-------- Data records --------

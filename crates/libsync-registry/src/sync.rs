//! One synchronization pass.
//!
//! Loads the cached registry, fetches the remote one, reconciles them into
//! the run's change tracker, persists the remote registry as the new cache,
//! and fetches data for every added or modified version.

use tracing::{info, warn};

use crate::cache::{self, CacheLayout};
use crate::changes::ChangeTracker;
use crate::error::{RegistryError, Result};
use crate::reconcile::{reconcile_into, ChangeEntry, ChangeSet};
use crate::remote::{RemoteStore, VERSION_DATA_FILE};

/// A version whose data could not be fetched.
#[derive(Debug)]
pub struct FetchFailure {
    pub entry: ChangeEntry,
    pub error: RegistryError,
}

/// Outcome of a sync pass.
#[derive(Debug, Default)]
pub struct SyncReport {
    /// Changes computed for this pass.
    pub changes: ChangeSet,
    /// Versions whose data was written to the cache.
    pub fetched: Vec<ChangeEntry>,
    /// Versions whose data could not be fetched or written.
    pub failed: Vec<FetchFailure>,
}

impl SyncReport {
    pub fn is_complete(&self) -> bool {
        self.failed.is_empty()
    }
}

/// Synchronizes one cache layout against one remote store.
pub struct SyncTask<'a> {
    layout: CacheLayout,
    store: &'a dyn RemoteStore,
}

impl<'a> SyncTask<'a> {
    pub fn new(layout: CacheLayout, store: &'a dyn RemoteStore) -> Self {
        SyncTask { layout, store }
    }

    /// Run a full pass, appending this pass's changes to `tracker`.
    ///
    /// Failing to read or parse either registry, or to save the new cache,
    /// aborts the pass. Per-version fetch failures do not; they are listed
    /// in the report.
    pub fn run(&self, tracker: &mut ChangeTracker) -> Result<SyncReport> {
        let registry_path = self.layout.registry_file();
        let local = cache::load(&registry_path)?;
        let remote = self.store.fetch_registry()?;

        let changes = reconcile_into(&local, &remote, tracker);
        cache::save(&registry_path, &remote)?;

        let mut report = SyncReport {
            changes,
            ..Default::default()
        };

        let pending: Vec<ChangeEntry> = report.changes.to_fetch().cloned().collect();
        for entry in pending {
            match self.fetch_version(&entry) {
                Ok(()) => report.fetched.push(entry),
                Err(error) => {
                    warn!(
                        lib = %entry.lib,
                        version = %entry.version,
                        %error,
                        "failed to fetch library version"
                    );
                    report.failed.push(FetchFailure { entry, error });
                }
            }
        }

        info!(
            fetched = report.fetched.len(),
            failed = report.failed.len(),
            removed = report.changes.removed.len(),
            "library sync finished"
        );
        Ok(report)
    }

    /// Fetch one version's data into `<segment>/<lib>/<version>/`.
    fn fetch_version(&self, entry: &ChangeEntry) -> Result<()> {
        let data = self.store.fetch_version_data(&entry.lib, &entry.version)?;

        let dir = self.layout.lib_version_dir(&entry.lib, &entry.version);
        std::fs::create_dir_all(&dir).map_err(|e| RegistryError::CacheError {
            path: dir.clone(),
            detail: format!("creating version dir: {e}"),
        })?;

        let path = dir.join(VERSION_DATA_FILE);
        std::fs::write(&path, data).map_err(|e| RegistryError::CacheError {
            path,
            detail: format!("writing version data: {e}"),
        })
    }
}

#[cfg(test)]
mod tests {
    use std::cell::RefCell;
    use std::collections::HashMap;

    use super::*;
    use crate::registry::{Registry, VersionRecord};

    /// In-memory store that records which keys were read.
    #[derive(Default)]
    struct MemoryStore {
        objects: HashMap<String, Vec<u8>>,
        reads: RefCell<Vec<String>>,
    }

    impl MemoryStore {
        fn with_registry(registry: &Registry) -> Self {
            let mut store = MemoryStore::default();
            store.objects.insert(
                "registry.json".to_string(),
                registry.to_json_pretty().unwrap().into_bytes(),
            );
            store
        }

        fn put(&mut self, key: &str, data: &[u8]) {
            self.objects.insert(key.to_string(), data.to_vec());
        }
    }

    impl RemoteStore for MemoryStore {
        fn read(&self, key: &str) -> Result<Vec<u8>> {
            self.reads.borrow_mut().push(key.to_string());
            self.objects
                .get(key)
                .cloned()
                .ok_or_else(|| RegistryError::Remote {
                    key: key.to_string(),
                    detail: "no such key".to_string(),
                })
        }
    }

    #[test]
    fn first_run_fetches_everything() {
        let dir = tempfile::tempdir().unwrap();
        let layout = CacheLayout::new(dir.path().to_path_buf(), Some("/libraries"));

        let mut remote = Registry::new();
        remote.insert("bem-core", "v2", VersionRecord::new("a", 1));
        remote.insert("bem-bl", "dev", VersionRecord::new("b", 2));
        let mut store = MemoryStore::with_registry(&remote);
        store.put("bem-core/v2/storage.data.json", b"core");
        store.put("bem-bl/dev/storage.data.json", b"bl");

        let mut tracker = ChangeTracker::new();
        let report = SyncTask::new(layout.clone(), &store).run(&mut tracker).unwrap();

        assert!(report.is_complete());
        assert_eq!(report.fetched.len(), 2);
        assert_eq!(tracker.pages().added.len(), 2);
        assert_eq!(
            std::fs::read(layout.lib_version_dir("bem-core", "v2").join("storage.data.json"))
                .unwrap(),
            b"core"
        );
        assert_eq!(cache::load(&layout.registry_file()).unwrap(), remote);
    }

    #[test]
    fn unchanged_run_fetches_nothing() {
        let dir = tempfile::tempdir().unwrap();
        let layout = CacheLayout::new(dir.path().to_path_buf(), None);

        let mut remote = Registry::new();
        remote.insert("bem-core", "v2", VersionRecord::new("a", 1));
        cache::save(&layout.registry_file(), &remote).unwrap();
        let store = MemoryStore::with_registry(&remote);

        let mut tracker = ChangeTracker::new();
        let report = SyncTask::new(layout, &store).run(&mut tracker).unwrap();

        assert!(report.changes.is_empty());
        assert!(tracker.is_empty());
        assert_eq!(*store.reads.borrow(), vec!["registry.json".to_string()]);
    }

    #[test]
    fn fetch_failures_are_reported() {
        let dir = tempfile::tempdir().unwrap();
        let layout = CacheLayout::new(dir.path().to_path_buf(), None);

        let mut remote = Registry::new();
        remote.insert("present", "v1", VersionRecord::new("a", 1));
        remote.insert("missing", "v1", VersionRecord::new("b", 1));
        let mut store = MemoryStore::with_registry(&remote);
        store.put("present/v1/storage.data.json", b"ok");

        let mut tracker = ChangeTracker::new();
        let report = SyncTask::new(layout, &store).run(&mut tracker).unwrap();

        assert!(!report.is_complete());
        assert_eq!(report.fetched, vec![ChangeEntry::new("present", "v1")]);
        assert_eq!(report.failed.len(), 1);
        assert_eq!(report.failed[0].entry, ChangeEntry::new("missing", "v1"));
        // The version is still reported as added.
        assert_eq!(tracker.pages().added.len(), 2);
    }

    #[test]
    fn remote_registry_failure_aborts_before_saving() {
        let dir = tempfile::tempdir().unwrap();
        let layout = CacheLayout::new(dir.path().to_path_buf(), None);
        let store = MemoryStore::default();

        let mut tracker = ChangeTracker::new();
        let result = SyncTask::new(layout.clone(), &store).run(&mut tracker);

        assert!(matches!(result, Err(RegistryError::Remote { .. })));
        assert!(!layout.registry_file().exists());
        assert!(tracker.is_empty());
    }

    #[test]
    fn corrupt_local_cache_aborts() {
        let dir = tempfile::tempdir().unwrap();
        let layout = CacheLayout::new(dir.path().to_path_buf(), None);
        std::fs::create_dir_all(layout.libraries_dir()).unwrap();
        std::fs::write(layout.registry_file(), b"{ broken").unwrap();

        let store = MemoryStore::with_registry(&Registry::new());
        let mut tracker = ChangeTracker::new();
        let result = SyncTask::new(layout, &store).run(&mut tracker);

        assert!(matches!(result, Err(RegistryError::Json(_))));
    }

    #[test]
    fn traversal_names_never_leave_the_cache() {
        let dir = tempfile::tempdir().unwrap();
        let layout = CacheLayout::new(dir.path().join("cache"), None);

        let mut store = MemoryStore::default();
        store.put(
            "registry.json",
            br#"{ "..": { "escaped": { "sha": "a", "date": 1 } } }"#,
        );
        store.put("../escaped/storage.data.json", b"outside");

        let mut tracker = ChangeTracker::new();
        let result = SyncTask::new(layout.clone(), &store).run(&mut tracker);

        assert!(matches!(result, Err(RegistryError::InvalidRegistry { .. })));
        assert!(tracker.is_empty());
        assert!(!dir.path().join("cache/escaped").exists());
        assert!(!layout.registry_file().exists());
        // Only the registry document was read.
        assert_eq!(*store.reads.borrow(), vec!["registry.json".to_string()]);
    }
}
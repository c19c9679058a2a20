//! Local registry cache.
//!
//! The registry file and the per-version data live under a directory derived
//! from the site's base URL.
//!
//! Layout:
//! ```text
//! <cache_root>/
//!   <segment>/              — "libs", or last segment of the base URL
//!     registry.json         — Last synchronized remote registry
//!     <library>/
//!       <version>/
//!         storage.data.json — Version data fetched from the remote store
//! ```

use std::io::Write;
use std::path::{Path, PathBuf};

use tracing::{debug, warn};

use crate::error::{RegistryError, Result};
use crate::registry::Registry;

/// Segment used when no base URL is configured.
pub const DEFAULT_SEGMENT: &str = "libs";

/// File name of the cached registry.
pub const REGISTRY_FILE: &str = "registry.json";

/// Resolved on-disk locations for one cache root and base URL.
#[derive(Debug, Clone, PartialEq, Eq)]
pub struct CacheLayout {
    /// Root directory for the build cache.
    root: PathBuf,
    /// Directory name derived from the base URL.
    segment: String,
}

impl CacheLayout {
    /// Create a layout for the given cache root and optional base URL.
    pub fn new(root: PathBuf, base_url: Option<&str>) -> Self {
        CacheLayout {
            root,
            segment: segment_for(base_url),
        }
    }

    /// Get the cache root directory.
    pub fn root(&self) -> &Path {
        &self.root
    }

    /// Get the base-URL-derived directory name.
    pub fn segment(&self) -> &str {
        &self.segment
    }

    /// `<root>/<segment>`
    pub fn libraries_dir(&self) -> PathBuf {
        self.root.join(&self.segment)
    }

    /// `<root>/<segment>/registry.json`
    pub fn registry_file(&self) -> PathBuf {
        self.libraries_dir().join(REGISTRY_FILE)
    }

    /// `<root>/<segment>/<lib>/<version>`
    pub fn lib_version_dir(&self, lib: &str, version: &str) -> PathBuf {
        self.libraries_dir().join(lib).join(version)
    }
}

/// Derive the cache directory name from a base URL.
///
/// Takes the last non-empty path segment, so `/libraries` and
/// `/docs/libraries/` both map to `libraries`.
pub fn segment_for(base_url: Option<&str>) -> String {
    base_url
        .and_then(|url| url.split('/').filter(|s| !s.is_empty()).last())
        .unwrap_or(DEFAULT_SEGMENT)
        .to_string()
}

/// Load a registry from the cache.
///
/// A missing file is a cache miss and yields an empty registry. Anything
/// unreadable or malformed at an existing path is an error.
pub fn load(path: &Path) -> Result<Registry> {
    if !path.exists() {
        warn!(path = %path.display(), "registry cache not found, starting from empty registry");
        return Ok(Registry::new());
    }

    let data = std::fs::read(path).map_err(|e| RegistryError::CacheError {
        path: path.to_path_buf(),
        detail: format!("reading registry: {e}"),
    })?;
    let registry = Registry::from_json_bytes(&data)?;
    debug!(
        path = %path.display(),
        libraries = registry.len(),
        versions = registry.version_count(),
        "loaded registry cache"
    );
    Ok(registry)
}

/// Persist a registry to the cache.
///
/// The document is written to a temporary file next to `path` and renamed
/// over it, so readers never observe a partial file.
pub fn save(path: &Path, registry: &Registry) -> Result<()> {
    let dir = match path.parent() {
        Some(parent) if !parent.as_os_str().is_empty() => parent.to_path_buf(),
        _ => PathBuf::from("."),
    };
    std::fs::create_dir_all(&dir).map_err(|e| RegistryError::CacheError {
        path: dir.clone(),
        detail: format!("creating cache dir: {e}"),
    })?;

    let json = registry.to_json_pretty()?;

    let mut tmp = tempfile::NamedTempFile::new_in(&dir).map_err(|e| RegistryError::CacheError {
        path: dir.clone(),
        detail: format!("creating temporary file: {e}"),
    })?;
    tmp.write_all(json.as_bytes())
        .and_then(|()| tmp.as_file().sync_all())
        .map_err(|e| RegistryError::CacheError {
            path: tmp.path().to_path_buf(),
            detail: format!("writing registry: {e}"),
        })?;
    tmp.persist(path).map_err(|e| RegistryError::CacheError {
        path: path.to_path_buf(),
        detail: format!("replacing registry: {}", e.error),
    })?;

    debug!(path = %path.display(), libraries = registry.len(), "saved registry cache");
    Ok(())
}
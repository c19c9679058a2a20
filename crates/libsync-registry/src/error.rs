//! Registry error types.

use std::path::PathBuf;

/// Errors that can occur during registry synchronization.
#[derive(Debug, thiserror::Error)]
pub enum RegistryError {
    /// Task configuration is incomplete. Raised before any I/O.
    #[error("{detail}")]
    Config { detail: String },

    /// Registry document is structurally invalid.
    #[error("invalid registry: {detail}")]
    InvalidRegistry { detail: String },

    /// Cache I/O error.
    #[error("cache error at {path}: {detail}")]
    CacheError { path: PathBuf, detail: String },

    /// Remote store read failure.
    #[error("remote store error for '{key}': {detail}")]
    Remote { key: String, detail: String },

    /// JSON serialization error.
    #[error("JSON error: {0}")]
    Json(#[from] serde_json::Error),

    /// I/O error.
    #[error("I/O error: {0}")]
    Io(#[from] std::io::Error),
}

/// Result type alias for registry operations.
pub type Result<T> = std::result::Result<T, RegistryError>;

--------

### To do
Show a copy of each line from the data that includes the word "impl".

### Output for this exercise
impl SyncReport {
impl<'a> SyncTask<'a> {
    impl MemoryStore {
    impl RemoteStore for MemoryStore {
impl CacheLayout {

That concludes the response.